“If you look very carefully, you’ll see that consciousness is simply one with whatever is immediately arising- as we saw the mountain, for example. You as a subject do not see the mountain as an object, but rather, you and the mountain are one in the immediacy of the actual experience. So in that sense, consciousness as a subjective entity does not exist- it’s not a separate something that has an experience of a separate something else. There is just One Taste in the immediateness of experience.
So pure experience is not split into an inside and outside – there is no twiceness, no twoness about it! As James characteristically put it, “Experience, I believe, has no such inner duplicity.”
-Ken Wilber, Brief History of Everything
In my opinion, this stance is as powerful as, if not more, any traditional stance on subject-object relations. It seems that before twoness, there is an immediate oneness (at least in experience), which we then go onto differentiate. That’s what thought is for. Surely, thought has a purpose, but just as reason was a means to intelligently understand the universe, is not “radical empiricism” or more simply, awareness, a means to further understand ourselves? In other words, a direct apprehension of our being; where we begin, before the very first ideas arise. Wilber gives us a quote from Bertrand Russell:
The main purpose of this essay ["Does 'Consciousness Exist?"] was to deny that the subject-object relation is fundamental. It had, until then, been taken for granted by philosophers that there is a kind of occurrence called “knowing,” in which one entity, the knower or subject, is aware of another, the thing known or the object [the "two hands" of experience]. The knower was regarded as a mind or soul; the object known might be a material object, an eternal essence, another mind, or, in self-consciousness, identical with the knower. Almost everything in accepted philosophy was bound up in the dualism of subject and object. The distinction of mind and matter and the traditional notion of “truth,” all need to be radically reconsidered if the distinction of subject and object is not accepted as fundamental.”
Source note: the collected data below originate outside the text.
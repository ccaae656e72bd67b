pub mod machine;

pub use machine::{GuessOutcome, Session};
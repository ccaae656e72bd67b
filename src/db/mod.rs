pub mod models;
pub mod writer;

use std::str::FromStr;

use chrono::NaiveDate;
use sqlx::sqlite::{SqliteConnectOptions, SqlitePool, SqlitePoolOptions};
use tracing::{info, warn};

use crate::db::models::{DaySummaryRow, SessionRow};
use crate::error::Result;
use crate::session::Session;

pub use writer::DbWriter;

/// Open (creating if needed) the database file and apply migrations.
pub async fn connect(db_path: &str) -> Result<SqlitePool> {
    let options = SqliteConnectOptions::from_str(&format!("sqlite:{db_path}"))?.create_if_missing(true);
    let pool = SqlitePoolOptions::new().max_connections(4).connect_with(options).await?;
    sqlx::migrate!("./migrations").run(&pool).await?;
    info!("Database ready at {db_path}");
    Ok(pool)
}

/// Sessions persisted for `day`. Rows that fail to restore are skipped.
pub async fn load_sessions(pool: &SqlitePool, day: NaiveDate) -> Result<Vec<Session>> {
    let rows: Vec<SessionRow> = sqlx::query_as(
        r#"
        SELECT player_id, day, secret, max_attempts, outcome, guesses, attempts, updated_at
        FROM sessions
        WHERE day = ?
        "#,
    )
    .bind(day.to_string())
    .fetch_all(pool)
    .await?;

    let sessions = rows
        .into_iter()
        .filter_map(|row| match row.into_session() {
            Ok(s) => Some(s),
            Err(e) => {
                warn!("Skipping unreadable session row: {e}");
                None
            }
        })
        .collect();
    Ok(sessions)
}

pub async fn day_summary(pool: &SqlitePool, day: NaiveDate) -> Result<DaySummaryRow> {
    let summary: DaySummaryRow = sqlx::query_as(
        r#"
        SELECT COUNT(*)                                                  AS started,
               COALESCE(SUM(CASE WHEN outcome = 'won' THEN 1 ELSE 0 END), 0)         AS won,
               COALESCE(SUM(CASE WHEN outcome = 'lost' THEN 1 ELSE 0 END), 0)        AS lost,
               COALESCE(SUM(CASE WHEN outcome = 'in_progress' THEN 1 ELSE 0 END), 0) AS in_progress,
               AVG(CASE WHEN outcome = 'won' THEN CAST(attempts AS REAL) END)        AS avg_guesses_won
        FROM sessions
        WHERE day = ?
        "#,
    )
    .bind(day.to_string())
    .fetch_one(pool)
    .await?;
    Ok(summary)
}

#[cfg(test)]
pub(crate) async fn memory_pool() -> SqlitePool {
    let pool = SqlitePoolOptions::new()
        .max_connections(1)
        .connect("sqlite::memory:")
        .await
        .unwrap();
    sqlx::migrate!("./migrations").run(&pool).await.unwrap();
    pool
}
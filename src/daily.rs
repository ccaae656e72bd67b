//! Calendar day keys and the day's secret ticker.

use std::path::Path;

use chrono::{FixedOffset, NaiveDate, Utc};
use serde::Deserialize;
use sha2::{Digest, Sha256};
use tracing::{info, warn};

use crate::error::{AppError, Result};
use crate::types::Symbol;

pub trait Clock: Send + Sync {
    fn today(&self) -> NaiveDate;
}

/// Wall clock shifted to the game's calendar offset.
pub struct SystemClock {
    offset: FixedOffset,
}

impl SystemClock {
    pub fn new(utc_offset_hours: i32) -> Result<Self> {
        let offset = FixedOffset::east_opt(utc_offset_hours * 3600)
            .ok_or_else(|| AppError::Config(format!("invalid UTC offset {utc_offset_hours}h")))?;
        Ok(Self { offset })
    }
}

impl Clock for SystemClock {
    fn today(&self) -> NaiveDate {
        Utc::now().with_timezone(&self.offset).date_naive()
    }
}

// ---------------------------------------------------------------------------
// Ticker universe
// ---------------------------------------------------------------------------

#[derive(Debug, Deserialize)]
struct UniverseRow {
    ticker: String,
}

/// Parse the universe file body: `[{"ticker": "AAPL", ...}, ...]`.
/// Unparseable symbols are skipped with a warning; duplicates are dropped.
pub fn parse_universe(raw: &str) -> Result<Vec<Symbol>> {
    let rows: Vec<UniverseRow> = serde_json::from_str(raw)?;
    let mut symbols: Vec<Symbol> = rows
        .into_iter()
        .filter_map(|row| match Symbol::parse(&row.ticker) {
            Ok(s) => Some(s),
            Err(e) => {
                warn!(ticker = %row.ticker, "Skipping universe entry: {e}");
                None
            }
        })
        .collect();
    symbols.sort();
    symbols.dedup();
    Ok(symbols)
}

pub fn load_universe(path: impl AsRef<Path>) -> Result<Vec<Symbol>> {
    let path = path.as_ref();
    let raw = std::fs::read_to_string(path)?;
    let symbols = parse_universe(&raw)?;
    if symbols.is_empty() {
        return Err(AppError::Bootstrap(format!("{} has no usable tickers", path.display())));
    }
    info!("Loaded {} tickers from {}", symbols.len(), path.display());
    Ok(symbols)
}

// ---------------------------------------------------------------------------
// Daily selection
// ---------------------------------------------------------------------------

/// Walks a secret-keyed permutation of the universe, one ticker per day.
///
/// The permutation orders symbols by `sha256(secret | symbol)`, so it is stable
/// for a fixed secret and universe and unpredictable without the secret.
pub struct DailyTickerPicker {
    order: Vec<Symbol>,
    anchor: NaiveDate,
}

impl DailyTickerPicker {
    pub fn new(universe: Vec<Symbol>, secret: &str, anchor: NaiveDate) -> Result<Self> {
        if universe.is_empty() {
            return Err(AppError::Bootstrap("ticker universe is empty".to_string()));
        }
        let mut keyed: Vec<(Vec<u8>, Symbol)> = universe
            .into_iter()
            .map(|symbol| {
                let mut hasher = Sha256::new();
                hasher.update(secret.as_bytes());
                hasher.update(b"|");
                hasher.update(symbol.as_str().as_bytes());
                (hasher.finalize().to_vec(), symbol)
            })
            .collect();
        keyed.sort();
        Ok(Self { order: keyed.into_iter().map(|(_, s)| s).collect(), anchor })
    }

    /// The secret for `day`. Days before the anchor wrap around.
    pub fn pick(&self, day: NaiveDate) -> Symbol {
        let days = (day - self.anchor).num_days();
        let idx = days.rem_euclid(self.order.len() as i64) as usize;
        self.order[idx].clone()
    }

    pub fn universe_len(&self) -> usize {
        self.order.len()
    }
}

#[cfg(test)]
pub(crate) struct FixedClock(pub NaiveDate);

#[cfg(test)]
impl Clock for FixedClock {
    fn today(&self) -> NaiveDate {
        self.0
    }
}
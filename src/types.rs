use std::collections::BTreeMap;

use serde::{Deserialize, Serialize};

use crate::config::MAX_SYMBOL_LEN;

// ---------------------------------------------------------------------------
// Symbol
// ---------------------------------------------------------------------------

/// Normalized ticker symbol: trimmed, uppercased, starts with a letter,
/// then letters, digits, `.` or `-`.
#[derive(Debug, Clone, PartialEq, Eq, PartialOrd, Ord, Hash, Serialize, Deserialize)]
#[serde(try_from = "String", into = "String")]
pub struct Symbol(String);

#[derive(Debug, Clone, PartialEq, Eq, thiserror::Error)]
pub enum SymbolError {
    #[error("symbol is empty")]
    Empty,
    #[error("symbol is {len} characters, max {max}")]
    TooLong { len: usize, max: usize },
    #[error("symbol must start with a letter, got {0:?}")]
    InvalidStart(char),
    #[error("invalid character {ch:?} at {index}")]
    InvalidChar { ch: char, index: usize },
}

impl Symbol {
    pub fn parse(input: &str) -> Result<Self, SymbolError> {
        let normalized = input.trim().to_ascii_uppercase();
        let Some(first) = normalized.chars().next() else {
            return Err(SymbolError::Empty);
        };

        let len = normalized.chars().count();
        if len > MAX_SYMBOL_LEN {
            return Err(SymbolError::TooLong { len, max: MAX_SYMBOL_LEN });
        }
        if !first.is_ascii_alphabetic() {
            return Err(SymbolError::InvalidStart(first));
        }
        for (index, ch) in normalized.chars().enumerate() {
            if !(ch.is_ascii_alphanumeric() || ch == '.' || ch == '-') {
                return Err(SymbolError::InvalidChar { ch, index });
            }
        }

        Ok(Self(normalized))
    }

    pub fn as_str(&self) -> &str {
        &self.0
    }
}

impl std::fmt::Display for Symbol {
    fn fmt(&self, f: &mut std::fmt::Formatter<'_>) -> std::fmt::Result {
        f.write_str(&self.0)
    }
}

impl TryFrom<String> for Symbol {
    type Error = SymbolError;

    fn try_from(value: String) -> Result<Self, Self::Error> {
        Self::parse(&value)
    }
}

impl From<Symbol> for String {
    fn from(value: Symbol) -> Self {
        value.0
    }
}

// ---------------------------------------------------------------------------
// Attributes
// ---------------------------------------------------------------------------

/// Serialized in camelCase, like every other key on the wire.
#[derive(Debug, Clone, Copy, PartialEq, Eq, PartialOrd, Ord, Hash, Serialize, Deserialize)]
#[serde(rename_all = "camelCase")]
pub enum Attribute {
    Price,
    DayHigh,
    DayLow,
    AvgVolume,
    MarketCap,
}

impl Attribute {
    pub const ALL: [Attribute; 5] = [
        Attribute::Price,
        Attribute::DayHigh,
        Attribute::DayLow,
        Attribute::AvgVolume,
        Attribute::MarketCap,
    ];
}

impl std::fmt::Display for Attribute {
    fn fmt(&self, f: &mut std::fmt::Formatter<'_>) -> std::fmt::Result {
        let s = match self {
            Attribute::Price => "price",
            Attribute::DayHigh => "dayHigh",
            Attribute::DayLow => "dayLow",
            Attribute::AvgVolume => "avgVolume",
            Attribute::MarketCap => "marketCap",
        };
        write!(f, "{s}")
    }
}

/// One ticker's market facts for the day. `None` = unknown.
#[derive(Debug, Clone, Copy, Default, PartialEq, Serialize, Deserialize)]
#[serde(rename_all = "camelCase")]
pub struct AttributeSnapshot {
    pub price: Option<f64>,
    pub day_high: Option<f64>,
    pub day_low: Option<f64>,
    pub avg_volume: Option<f64>,
    pub market_cap: Option<f64>,
}

impl AttributeSnapshot {
    pub fn get(&self, attribute: Attribute) -> Option<f64> {
        match attribute {
            Attribute::Price => self.price,
            Attribute::DayHigh => self.day_high,
            Attribute::DayLow => self.day_low,
            Attribute::AvgVolume => self.avg_volume,
            Attribute::MarketCap => self.market_cap,
        }
    }
}

// ---------------------------------------------------------------------------
// Hints
// ---------------------------------------------------------------------------

/// attribute → `(guess - secret) / secret`. Attributes unknown on either side
/// have no entry; an entry of 0 is an exact match.
#[derive(Debug, Clone, Default, PartialEq, Serialize, Deserialize)]
#[serde(transparent)]
pub struct HintVector(BTreeMap<Attribute, f64>);

impl HintVector {
    pub fn insert(&mut self, attribute: Attribute, deviation: f64) {
        self.0.insert(attribute, deviation);
    }

    #[cfg(test)]
    pub fn get(&self, attribute: Attribute) -> Option<f64> {
        self.0.get(&attribute).copied()
    }

    pub fn iter(&self) -> impl Iterator<Item = (Attribute, f64)> + '_ {
        self.0.iter().map(|(a, v)| (*a, *v))
    }

    #[cfg(test)]
    pub fn len(&self) -> usize {
        self.0.len()
    }
}

// ---------------------------------------------------------------------------
// Session records
// ---------------------------------------------------------------------------

/// One accepted guess. `attempt_index` is 1-based; guesses are kept oldest first.
#[derive(Debug, Clone, PartialEq, Serialize, Deserialize)]
#[serde(rename_all = "camelCase")]
pub struct GuessRecord {
    pub ticker: Symbol,
    pub hints: HintVector,
    pub attempt_index: u32,
}

#[derive(Debug, Clone, Copy, PartialEq, Eq, Serialize, Deserialize)]
#[serde(rename_all = "snake_case")]
pub enum Outcome {
    InProgress,
    Won,
    Lost,
}

impl Outcome {
    pub fn is_terminal(self) -> bool {
        !matches!(self, Outcome::InProgress)
    }
}

impl std::fmt::Display for Outcome {
    fn fmt(&self, f: &mut std::fmt::Formatter<'_>) -> std::fmt::Result {
        let s = match self {
            Outcome::InProgress => "in_progress",
            Outcome::Won => "won",
            Outcome::Lost => "lost",
        };
        write!(f, "{s}")
    }
}

impl std::str::FromStr for Outcome {
    type Err = String;

    fn from_str(s: &str) -> Result<Self, Self::Err> {
        match s {
            "in_progress" => Ok(Outcome::InProgress),
            "won" => Ok(Outcome::Won),
            "lost" => Ok(Outcome::Lost),
            other => Err(format!("unknown outcome {other:?}")),
        }
    }
}

/// Payload revealed once a session is terminal.
#[derive(Debug, Clone, PartialEq, Eq, Serialize, Deserialize)]
#[serde(rename_all = "camelCase")]
pub struct TerminalResult {
    pub win: bool,
    pub total_guesses: u32,
    pub secret_ticker: Symbol,
}
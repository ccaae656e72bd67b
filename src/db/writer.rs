use std::sync::Arc;
use std::time::{SystemTime, UNIX_EPOCH};

use tokio::sync::mpsc;
use tracing::{debug, error};

use crate::api::health::HealthState;
use crate::db::models::SessionRow;
use crate::error::Result;
use crate::session::Session;

/// Receives session snapshots from the store and upserts them into SQLite.
/// Runs as a dedicated background task so requests never wait on disk.
pub struct DbWriter {
    pool: sqlx::SqlitePool,
    session_rx: mpsc::Receiver<Session>,
    health: Arc<HealthState>,
}

impl DbWriter {
    pub fn new(pool: sqlx::SqlitePool, session_rx: mpsc::Receiver<Session>, health: Arc<HealthState>) -> Self {
        Self { pool, session_rx, health }
    }

    pub async fn run(mut self) {
        while let Some(session) = self.session_rx.recv().await {
            if let Err(e) = upsert_session(&self.pool, &session).await {
                self.health.inc_db_write_errors();
                error!(player_id = %session.player_id(), day = %session.day(), "DB write error: {e}");
            }
        }
        debug!("Session channel closed, DB writer exiting");
    }
}

pub async fn upsert_session(pool: &sqlx::SqlitePool, session: &Session) -> Result<()> {
    let row = SessionRow::from_session(session, now_ns() as i64)?;

    sqlx::query(
        r#"
        INSERT INTO sessions (player_id, day, secret, max_attempts, outcome, guesses, attempts, updated_at)
        VALUES (?, ?, ?, ?, ?, ?, ?, ?)
        ON CONFLICT (player_id, day) DO UPDATE SET
            outcome    = excluded.outcome,
            guesses    = excluded.guesses,
            attempts   = excluded.attempts,
            updated_at = excluded.updated_at
        "#,
    )
    .bind(&row.player_id)
    .bind(&row.day)
    .bind(&row.secret)
    .bind(row.max_attempts)
    .bind(&row.outcome)
    .bind(&row.guesses)
    .bind(row.attempts)
    .bind(row.updated_at)
    .execute(pool)
    .await?;

    Ok(())
}

fn now_ns() -> u64 {
    SystemTime::now()
        .duration_since(UNIX_EPOCH)
        .unwrap_or_default()
        .as_nanos() as u64
}
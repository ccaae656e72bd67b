//! Shared health state for the /health endpoint.
//! Updated by the game service and the DB writer.

use std::sync::atomic::{AtomicBool, AtomicU64, Ordering};

/// Shared health metrics. Updated by service components, read by API.
#[derive(Default)]
pub struct HealthState {
    /// True when the most recent attribute lookup succeeded.
    pub quote_api_ok: AtomicBool,
    /// Nanosecond timestamp of the last completed lookup (0 = none).
    pub last_lookup_at_ns: AtomicU64,
    /// Lookups that failed or timed out since start.
    pub lookup_failures: AtomicU64,
    /// Session rows that failed to persist since start.
    pub db_write_errors: AtomicU64,
}

impl HealthState {
    pub fn new() -> Self {
        Self::default()
    }

    pub fn record_lookup(&self, ok: bool, at_ns: u64) {
        self.quote_api_ok.store(ok, Ordering::Relaxed);
        self.last_lookup_at_ns.store(at_ns, Ordering::Relaxed);
        if !ok {
            self.lookup_failures.fetch_add(1, Ordering::Relaxed);
        }
    }

    pub fn inc_db_write_errors(&self) {
        self.db_write_errors.fetch_add(1, Ordering::Relaxed);
    }

    pub fn quote_api_ok(&self) -> bool {
        self.quote_api_ok.load(Ordering::Relaxed)
    }

    pub fn last_lookup_at_ns(&self) -> u64 {
        self.last_lookup_at_ns.load(Ordering::Relaxed)
    }

    pub fn lookup_failures(&self) -> u64 {
        self.lookup_failures.load(Ordering::Relaxed)
    }

    pub fn db_write_errors(&self) -> u64 {
        self.db_write_errors.load(Ordering::Relaxed)
    }
}
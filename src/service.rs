//! Game orchestration: validate, resolve attributes, compare, advance the
//! session, persist. The secret ticker only leaves this module inside a
//! `TerminalResult`.

use std::sync::Arc;
use std::time::{Duration, Instant, SystemTime, UNIX_EPOCH};

use chrono::NaiveDate;
use tracing::{debug, info, instrument, warn};

use crate::api::health::HealthState;
use crate::api::latency::LatencyStats;
use crate::config::{HintThresholds, MAX_PLAYER_ID_LEN};
use crate::daily::{Clock, DailyTickerPicker};
use crate::error::{GameError, GameResult};
use crate::fetcher::AttributeSource;
use crate::hints;
use crate::session::{GuessOutcome, Session};
use crate::state::{SessionKey, SessionStore};
use crate::types::{AttributeSnapshot, Outcome, Symbol, TerminalResult};

#[derive(Debug, Clone, Copy)]
pub struct GameSettings {
    pub max_attempts: u32,
    pub hint_thresholds: HintThresholds,
    pub lookup_timeout: Duration,
}

/// Result of `start`. Never carries the secret.
#[derive(Debug, Clone, PartialEq)]
pub struct StartOutcome {
    pub day: NaiveDate,
    pub max_attempts: u32,
    pub attempts_remaining: u32,
    pub outcome: Outcome,
    pub created: bool,
}

pub struct GameService<S> {
    store: Arc<SessionStore>,
    source: S,
    picker: DailyTickerPicker,
    clock: Box<dyn Clock>,
    settings: GameSettings,
    latency: Arc<LatencyStats>,
    health: Arc<HealthState>,
}

impl<S: AttributeSource> GameService<S> {
    pub fn new(
        store: Arc<SessionStore>,
        source: S,
        picker: DailyTickerPicker,
        clock: Box<dyn Clock>,
        settings: GameSettings,
        latency: Arc<LatencyStats>,
        health: Arc<HealthState>,
    ) -> Self {
        Self { store, source, picker, clock, settings, latency, health }
    }

    pub fn today(&self) -> NaiveDate {
        self.clock.today()
    }

    pub fn hint_thresholds(&self) -> &HintThresholds {
        &self.settings.hint_thresholds
    }

    /// Create today's session for `player_id` if it does not exist yet.
    #[instrument(skip(self))]
    pub fn start(&self, player_id: &str) -> GameResult<StartOutcome> {
        let key = self.key(player_id)?;
        let day = key.day;
        let (session, created) = self.store.get_or_create(key, || {
            let secret = self.picker.pick(day);
            debug!(%day, secret = %secret, "Selected secret for new session");
            Session::new(player_id.trim(), day, secret, self.settings.max_attempts)
        });

        if created {
            info!(player_id, %day, "Session started");
        }

        Ok(StartOutcome {
            day,
            max_attempts: session.max_attempts(),
            attempts_remaining: session.attempts_remaining(),
            outcome: session.outcome(),
            created,
        })
    }

    /// Evaluate one guess against today's secret.
    #[instrument(skip(self))]
    pub async fn guess(&self, player_id: &str, raw_ticker: &str) -> GameResult<GuessOutcome> {
        let key = self.key(player_id)?;
        let session = self.store.get(&key).ok_or_else(|| no_session(&key))?;
        session.ensure_in_progress()?;

        let ticker = Symbol::parse(raw_ticker).map_err(|e| {
            debug!(raw_ticker, "Rejected malformed ticker: {e}");
            GameError::UnknownTicker(raw_ticker.trim().to_string())
        })?;

        let secret = session.secret().clone();
        let secret_attrs = self
            .resolve(&secret)
            .await?
            .ok_or_else(|| {
                warn!(day = %key.day, "Secret ticker did not resolve");
                GameError::DependencyUnavailable("secret attributes unavailable".to_string())
            })?;
        let guessed_attrs = if ticker == secret {
            secret_attrs
        } else {
            self.resolve(&ticker)
                .await?
                .ok_or_else(|| GameError::UnknownTicker(ticker.to_string()))?
        };

        let hints = hints::compare(&secret_attrs, &guessed_attrs)?;

        let outcome = self
            .store
            .update(&key, |s| s.submit_guess(ticker.clone(), hints))
            .ok_or_else(|| no_session(&key))??;

        info!(
            player_id = %key.player_id,
            day = %key.day,
            ticker = %ticker,
            attempts_remaining = outcome.attempts_remaining,
            outcome = %outcome.outcome,
            "Guess evaluated",
        );
        Ok(outcome)
    }

    /// Give up today's session. Idempotent on terminal sessions.
    #[instrument(skip(self))]
    pub fn end(&self, player_id: &str) -> GameResult<TerminalResult> {
        let key = self.key(player_id)?;
        self.store
            .update(&key, |s| Ok(s.end()))
            .ok_or_else(|| no_session(&key))?
    }

    /// Today's session for `player_id`. Callers must not expose the secret
    /// unless the session is terminal.
    pub fn session(&self, player_id: &str) -> GameResult<Session> {
        let key = self.key(player_id)?;
        self.store.get(&key).ok_or_else(|| no_session(&key))
    }

    fn key(&self, player_id: &str) -> GameResult<SessionKey> {
        let player_id = validate_player_id(player_id)?;
        Ok(SessionKey::new(player_id, self.today()))
    }

    /// Attribute lookup bounded by the configured timeout. Any failure maps to
    /// `DependencyUnavailable` and leaves session state alone.
    async fn resolve(&self, symbol: &Symbol) -> GameResult<Option<AttributeSnapshot>> {
        let started = Instant::now();
        let result = tokio::time::timeout(self.settings.lookup_timeout, self.source.lookup(symbol)).await;
        self.latency.record(started.elapsed());

        let resolved = match result {
            Ok(Ok(snapshot)) => Ok(snapshot),
            Ok(Err(e)) => {
                warn!(%symbol, "Attribute lookup failed: {e}");
                Err(GameError::DependencyUnavailable(e.to_string()))
            }
            Err(_) => {
                warn!(%symbol, timeout_ms = self.settings.lookup_timeout.as_millis() as u64, "Attribute lookup timed out");
                Err(GameError::DependencyUnavailable("attribute lookup timed out".to_string()))
            }
        };
        self.health.record_lookup(resolved.is_ok(), now_ns());
        resolved
    }
}

fn validate_player_id(raw: &str) -> GameResult<&str> {
    let id = raw.trim();
    if id.is_empty() || id.len() > MAX_PLAYER_ID_LEN || id.chars().any(char::is_control) {
        return Err(GameError::InvalidPlayer);
    }
    Ok(id)
}

fn no_session(key: &SessionKey) -> GameError {
    GameError::NoSession { player_id: key.player_id.clone(), day: key.day }
}

fn now_ns() -> u64 {
    SystemTime::now()
        .duration_since(UNIX_EPOCH)
        .unwrap_or_default()
        .as_nanos() as u64
}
And this holds as much truth today as ever before. How might this affect not only the classical philosophies, but the psychologists, social scientists? Would it affect them at all, or are these fields far too specialized to be influenced by such a deep alteration in fundamental assumptions about ourselves? That question is something that would have needed William James and Bertrand Russell to follow through on their insight, but it seems that they did not push further than these discoveries. They merely introduced profound ideas whose seeds have yet to be pushed up through the soil of the western mind. Perhaps as many fundamental ideas are changing, this fruit will be rediscovered.
My bets are that if the social sciences begin to exchange their research, learn from each other, they may begin to find new influences in philosophy; how we see ourselves and the many diverse yet holistic facets there are to human nature, and furthermore, how richly our species is connected to the universe at large.